KDD Summer School on Mining the Big Data

Program Schedule at a Glance

Program (Tentative)

TITLE: Mining Heterogeneous Information Networks (Slides)
SPEAKER: Jiawei Han (UIUC)

Real world objects are largely interconnected, forming complex heterogeneous but semi-structured information networks. Different from some studies on social network analysis where friendship networks or web page networks form homogeneous information networks, heterogeneous information network reflect complex and structured relationships among multiple typed objects. For example, in a university network, objects of multiple types, such as students, professors, courses, departments, and multiple typed relationships, such as teach and advise are intertwined together, providing rich information.
We explore new methodologies for mining hidden knowledge in such heterogeneous information networks, including integrated ranking and clustering, classification, data integration, trust analysis, role discovery and prediction. We show that structured information networks are informative, and link analysis on such networks is powerful at uncovering critical knowledge hidden in large networks. We also present a few promising research directions on mining heterogeneous information networks.

Jiawei Han is Abel Bliss Professor in Engineering, in the Department of Computer Science at the University of Illinois. He has been researching into data mining, information network analysis, and database systems, with over 600 publications.
He served as the founding Editor-in-Chief of ACM Transactions on Knowledge Discovery from Data (TKDD) and on the editorial boards of several other journals. Jiawei has received ACM SIGKDD Innovation Award (2004), IEEE Computer Society Technical Achievement Award (2005), and IEEE Computer Society W. Wallace McDowell Award (2009), and Daniel C. Drucker Eminent Faculty Award (2011). He is a Fellow of ACM and IEEE. He is currently the Director of Information Network Academic Research Center (INARC) supported by the Network Science-Collaborative Technology Alliance (NS-CTA) program of U.S. Army Research Lab. His book with Micheline Kamber and Jian Pei, "Data Mining: Concepts and Techniques" (Morgan Kaufmann) has been used worldwide as a textbook.

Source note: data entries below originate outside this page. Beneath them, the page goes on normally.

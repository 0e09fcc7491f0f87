//! Annotated shader files.
//!
//! A single file holds the source of every stage of a program. A line
//! containing `#shader` followed by `vertex` or `fragment` starts the
//! source of that stage; every following line belongs to it until the next
//! marker. Lines before the first marker are dropped.
//!
//! ```text
//! #shader vertex
//! #version 330 core
//! ...
//! #shader fragment
//! #version 330 core
//! ...
//! ```

use std::fs::File;
use std::io::{BufRead, BufReader};
use std::path::Path;

/// The substring that marks a stage switch.
pub const MARKER: &str = "#shader";

/// A stage of a shader program.
#[derive(Debug, Clone, Copy, PartialEq, Eq, Hash)]
pub enum ShaderStage {
    Vertex,
    Fragment,
}

impl ShaderStage {
    pub const ALL: [ShaderStage; 2] = [ShaderStage::Vertex, ShaderStage::Fragment];

    /// The keyword used for this stage in marker lines and diagnostics.
    pub fn name(self) -> &'static str {
        match self {
            ShaderStage::Vertex => "vertex",
            ShaderStage::Fragment => "fragment",
        }
    }

    /// The stage a marker line switches to, or `None` if it names no known
    /// stage. A marker naming both stages selects the vertex stage.
    fn from_marker(line: &str) -> Option<ShaderStage> {
        Self::ALL
            .into_iter()
            .find(|stage| line.contains(stage.name()))
    }
}

impl std::fmt::Display for ShaderStage {
    fn fmt(&self, f: &mut std::fmt::Formatter<'_>) -> std::fmt::Result {
        f.write_str(self.name())
    }
}

/// The per-stage sources recovered from an annotated shader file.
///
/// Both stages are always present. A stage whose marker never appeared is
/// the empty string.
#[derive(Debug, Clone, Default, PartialEq, Eq)]
pub struct ShaderProgramSource {
    vertex: String,
    fragment: String,
}

impl ShaderProgramSource {
    #[cfg(test)]
    fn new(vertex: impl Into<String>, fragment: impl Into<String>) -> Self {
        Self {
            vertex: vertex.into(),
            fragment: fragment.into(),
        }
    }

    /// Splits an in-memory annotated shader.
    pub fn parse(text: &str) -> Self {
        let mut splitter = Splitter::default();
        for line in text.lines() {
            splitter.feed(line);
        }
        splitter.finish()
    }

    /// Splits an annotated shader read line by line from `reader`.
    pub fn from_reader<R: BufRead>(reader: R) -> Result<Self, String> {
        let mut splitter = Splitter::default();
        for line in reader.lines() {
            let line = line.map_err(|e| e.to_string())?;
            splitter.feed(&line);
        }
        Ok(splitter.finish())
    }

    /// Opens and splits the annotated shader file at `path`.
    pub fn from_path<P: AsRef<Path>>(path: P) -> Result<Self, String> {
        let path = path.as_ref();
        let file = File::open(path)
            .map_err(|e| format!("Failed to open shader file {}: {}", path.display(), e))?;
        Self::from_reader(BufReader::new(file))
            .map_err(|e| format!("Failed to read shader file {}: {}", path.display(), e))
    }

    pub fn vertex(&self) -> &str {
        &self.vertex
    }

    pub fn fragment(&self) -> &str {
        &self.fragment
    }

    /// Returns the source of the given stage.
    pub fn source(&self, stage: ShaderStage) -> &str {
        match stage {
            ShaderStage::Vertex => &self.vertex,
            ShaderStage::Fragment => &self.fragment,
        }
    }

    /// Whether every stage has some source.
    pub fn is_complete(&self) -> bool {
        ShaderStage::ALL
            .into_iter()
            .all(|stage| !self.source(stage).is_empty())
    }

    /// Writes the stages back out in the annotated format. Splitting the
    /// result gives back the same stages, each ending in a newline if it
    /// is not empty.
    pub fn to_annotated(&self) -> String {
        let mut out = String::with_capacity(self.vertex.len() + self.fragment.len() + 32);
        for stage in ShaderStage::ALL {
            out.push_str(MARKER);
            out.push(' ');
            out.push_str(stage.name());
            out.push('\n');
            let text = self.source(stage);
            out.push_str(text);
            if !text.is_empty() && !text.ends_with('\n') {
                out.push('\n');
            }
        }
        out
    }
}

impl std::str::FromStr for ShaderProgramSource {
    type Err = std::convert::Infallible;

    fn from_str(s: &str) -> Result<Self, Self::Err> {
        Ok(Self::parse(s))
    }
}

/// Line classifier state. `stage` is `None` until the first marker and is
/// never reset afterwards.
#[derive(Default)]
struct Splitter {
    stage: Option<ShaderStage>,
    out: ShaderProgramSource,
}

impl Splitter {
    fn feed(&mut self, line: &str) {
        if line.contains(MARKER) {
            match ShaderStage::from_marker(line) {
                Some(stage) => self.stage = Some(stage),
                None => log::warn!("Ignoring shader marker without a known stage: {:?}", line),
            }
            return;
        }

        let target = match self.stage {
            Some(ShaderStage::Vertex) => &mut self.out.vertex,
            Some(ShaderStage::Fragment) => &mut self.out.fragment,
            None => return,
        };
        target.push_str(line);
        target.push('\n');
    }

    fn finish(self) -> ShaderProgramSource {
        self.out
    }
}

#[cfg(test)]
mod tests {
    use std::io::{Cursor, Write};

    use super::*;

    #[test]
    fn test_no_markers_yields_empty_stages() {
        let source = ShaderProgramSource::parse("void main() {}\nint x;\n");
        assert_eq!(source.vertex(), "");
        assert_eq!(source.fragment(), "");
        assert!(!source.is_complete());
    }

    #[test]
    fn test_single_vertex_stage() {
        let source = ShaderProgramSource::parse("#shader vertex\na\nb\nc");
        assert_eq!(source.vertex(), "a\nb\nc\n");
        assert_eq!(source.fragment(), "");
    }

    #[test]
    fn test_vertex_marker_without_content() {
        let source = ShaderProgramSource::parse("#shader vertex\n");
        assert_eq!(source, ShaderProgramSource::default());
    }

    #[test]
    fn test_switching_stages() {
        let input = "dropped\n#shader vertex\nA\n#shader fragment\nB\nC\n";
        let source = ShaderProgramSource::parse(input);
        assert_eq!(source.vertex(), "A\n");
        assert_eq!(source.fragment(), "B\nC\n");
    }

    #[test]
    fn test_returning_to_a_stage_appends() {
        let input = "#shader vertex\nA\n#shader fragment\nB\n#shader vertex\nC\n";
        let source = ShaderProgramSource::parse(input);
        assert_eq!(source.vertex(), "A\nC\n");
        assert_eq!(source.fragment(), "B\n");
    }

    #[test]
    fn test_unknown_marker_keeps_stage() {
        let input = "#shader vertex\nA\n#shader geometry\nB\n";
        let source = ShaderProgramSource::parse(input);
        assert_eq!(source.vertex(), "A\nB\n");
        assert_eq!(source.fragment(), "");
    }

    #[test]
    fn test_unknown_marker_before_any_stage_drops_lines() {
        let source = ShaderProgramSource::parse("#shader compute\nA\n");
        assert_eq!(source, ShaderProgramSource::default());
    }

    #[test]
    fn test_marker_naming_both_stages_selects_vertex() {
        let source = ShaderProgramSource::parse("#shader vertex fragment\nA\n");
        assert_eq!(source.vertex(), "A\n");
        assert_eq!(source.fragment(), "");
    }

    #[test]
    fn test_marker_is_matched_anywhere_in_line() {
        let source = ShaderProgramSource::parse("  // #shader fragment\nA\n");
        assert_eq!(source.fragment(), "A\n");
    }

    #[test]
    fn test_content_lines_kept_verbatim_and_in_order() {
        let input = "#shader fragment\n  z = 1;\n\n\ta = 2;   \n";
        let source = ShaderProgramSource::parse(input);
        assert_eq!(source.fragment(), "  z = 1;\n\n\ta = 2;   \n");
        assert_eq!(source.source(ShaderStage::Fragment), source.fragment());
    }

    #[test]
    fn test_parse_is_idempotent() {
        let input = "#shader vertex\nA\n#shader fragment\nB\n";
        assert_eq!(
            ShaderProgramSource::parse(input),
            ShaderProgramSource::parse(input)
        );
    }

    #[test]
    fn test_annotated_round_trip() {
        let input = "junk\n#shader fragment\nB\nC\n#shader vertex\nA\n";
        let source = ShaderProgramSource::parse(input);
        let reparsed = ShaderProgramSource::parse(&source.to_annotated());
        assert_eq!(reparsed, source);
        assert_eq!(
            source.to_annotated(),
            "#shader vertex\nA\n#shader fragment\nB\nC\n"
        );
    }

    #[test]
    fn test_annotated_terminates_unfinished_lines() {
        let source = ShaderProgramSource::new("A", "B");
        assert_eq!(source.to_annotated(), "#shader vertex\nA\n#shader fragment\nB\n");
        let reparsed = ShaderProgramSource::parse(&source.to_annotated());
        assert_eq!(reparsed, ShaderProgramSource::new("A\n", "B\n"));
    }

    #[test]
    fn test_annotated_empty_stages() {
        let reparsed = ShaderProgramSource::parse(&ShaderProgramSource::default().to_annotated());
        assert_eq!(reparsed, ShaderProgramSource::default());
    }

    #[test]
    fn test_parse_drops_carriage_returns() {
        let source = ShaderProgramSource::parse("#shader vertex\r\nA\r\n\r\n#shader fragment\r\nB\r\n");
        assert_eq!(source.vertex(), "A\n\n");
        assert_eq!(source.fragment(), "B\n");
    }

    #[test]
    fn test_from_reader_matches_parse() {
        let input = "#shader vertex\r\nA\r\n#shader fragment\nB\n";
        let source = ShaderProgramSource::from_reader(Cursor::new(input)).unwrap();
        assert_eq!(source, ShaderProgramSource::parse(input));
        assert_eq!(source.vertex(), "A\n");
    }

    #[test]
    fn test_from_path_reads_file() {
        let mut file = tempfile::NamedTempFile::new().unwrap();
        write!(file, "#shader vertex\nA\n#shader fragment\nB\n").unwrap();
        let source = ShaderProgramSource::from_path(file.path()).unwrap();
        assert_eq!(source, ShaderProgramSource::new("A\n", "B\n"));
    }

    #[test]
    fn test_from_path_missing_file_is_an_error() {
        let dir = tempfile::tempdir().unwrap();
        let err = ShaderProgramSource::from_path(dir.path().join("missing.shader")).unwrap_err();
        assert!(err.contains("missing.shader"));
    }

    #[test]
    fn test_stage_display() {
        assert_eq!(ShaderStage::Vertex.to_string(), "vertex");
        assert_eq!(ShaderStage::Fragment.to_string(), "fragment");
    }
}
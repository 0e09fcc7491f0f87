//! Per-frame color animation fed to the fragment shader's color uniform.

use glam::Vec4;
use serde::{Deserialize, Serialize};

/// Which color channel a [`ColorPulse`] animates.
#[derive(Debug, Clone, Copy, Default, PartialEq, Eq, Serialize, Deserialize)]
#[serde(rename_all = "lowercase")]
pub enum Channel {
    #[default]
    Red,
    Green,
    Blue,
}

impl Channel {
    fn index(self) -> usize {
        match self {
            Channel::Red => 0,
            Channel::Green => 1,
            Channel::Blue => 2,
        }
    }
}

/// A color whose selected channel bounces between 0 and 1 by a fixed step
/// every frame.
#[derive(Debug, Clone, Copy, PartialEq)]
pub struct ColorPulse {
    color: Vec4,
    channel: Channel,
    step: f32,
}

impl Default for ColorPulse {
    fn default() -> Self {
        Self::new(Vec4::new(0.2, 0.3, 0.8, 1.0), Channel::Red, 0.05)
    }
}

impl ColorPulse {
    pub fn new(color: Vec4, channel: Channel, step: f32) -> Self {
        Self {
            color,
            channel,
            step,
        }
    }

    /// The color to upload this frame.
    pub fn color(&self) -> Vec4 {
        self.color
    }

    pub fn step(&self) -> f32 {
        self.step
    }

    /// Moves one frame forward. The direction flips once the channel has
    /// left `[0, 1]`, so it overshoots by at most one step.
    pub fn advance(&mut self) {
        let i = self.channel.index();
        let value = self.color[i];
        if value > 1.0 {
            self.step = -self.step.abs();
        } else if value < 0.0 {
            self.step = self.step.abs();
        }
        self.color[i] = value + self.step;
    }
}

#[cfg(test)]
mod tests {
    use super::*;

    #[test]
    fn test_default_matches_initial_color() {
        let pulse = ColorPulse::default();
        assert_eq!(pulse.color(), Vec4::new(0.2, 0.3, 0.8, 1.0));
        assert_eq!(pulse.step(), 0.05);
    }

    #[test]
    fn test_advance_moves_only_selected_channel() {
        let mut pulse = ColorPulse::new(Vec4::new(0.5, 0.5, 0.5, 1.0), Channel::Green, 0.1);
        pulse.advance();
        let color = pulse.color();
        assert_eq!(color.x, 0.5);
        assert!((color.y - 0.6).abs() < 1e-6);
        assert_eq!(color.z, 0.5);
        assert_eq!(color.w, 1.0);
    }

    #[test]
    fn test_pulse_bounces_within_range() {
        let mut pulse = ColorPulse::default();
        let mut saw_falling = false;
        let mut saw_rising_again = false;
        for _ in 0..200 {
            pulse.advance();
            let red = pulse.color().x;
            assert!(red >= -0.05 - 1e-4 && red <= 1.05 + 1e-4, "red out of range: {red}");
            if pulse.step() < 0.0 {
                saw_falling = true;
            } else if saw_falling {
                saw_rising_again = true;
            }
        }
        assert!(saw_falling);
        assert!(saw_rising_again);
    }

    #[test]
    fn test_channel_serde_names() {
        let channel: Channel = serde_json::from_str("\"blue\"").unwrap();
        assert_eq!(channel, Channel::Blue);
    }
}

TITLE: Large Graph Mining - Patterns, Tools and Cascade Analysis (Slides)
SPEAKER: Christos Faloutsos (CMU)

What do graphs look like? How do they evolve over time? How to handle a graph with a billion nodes? We present a comprehensive list of static and temporal laws, and some recent observations on real graphs (like, e.g., "eigenSpokes"). For tools, we present "oddBall"; for discovering anomalies and patterns, as well as an overview of the PEGASUS system which is designed for handling Billion-node graphs, running on top of the "hadoop" system. Finally, for cascades and propagation, we present results on epidemic thresholds as well as fast immunization algorithms.

Christos Faloutsos is a Professor at Carnegie Mellon University. He has received the Presidential Young Investigator Award by the National Science Foundation (1989), the Research Contributions Award in ICDM 2006, the SIGKDD Innovations Award (2010), eighteen "best paper"; awards, (including two "test of time";) and four teaching awards. He has served as a member of the executive committee of SIGKDD; he has published over 200 refereed articles, 11 book chapters and one monograph. He holds five patents and he has given over 30 tutorials and over 10 invited distinguished lectures. His research interests include data mining for graphs and streams, fractals, database performance, and indexing for multimedia and bio-informatics data.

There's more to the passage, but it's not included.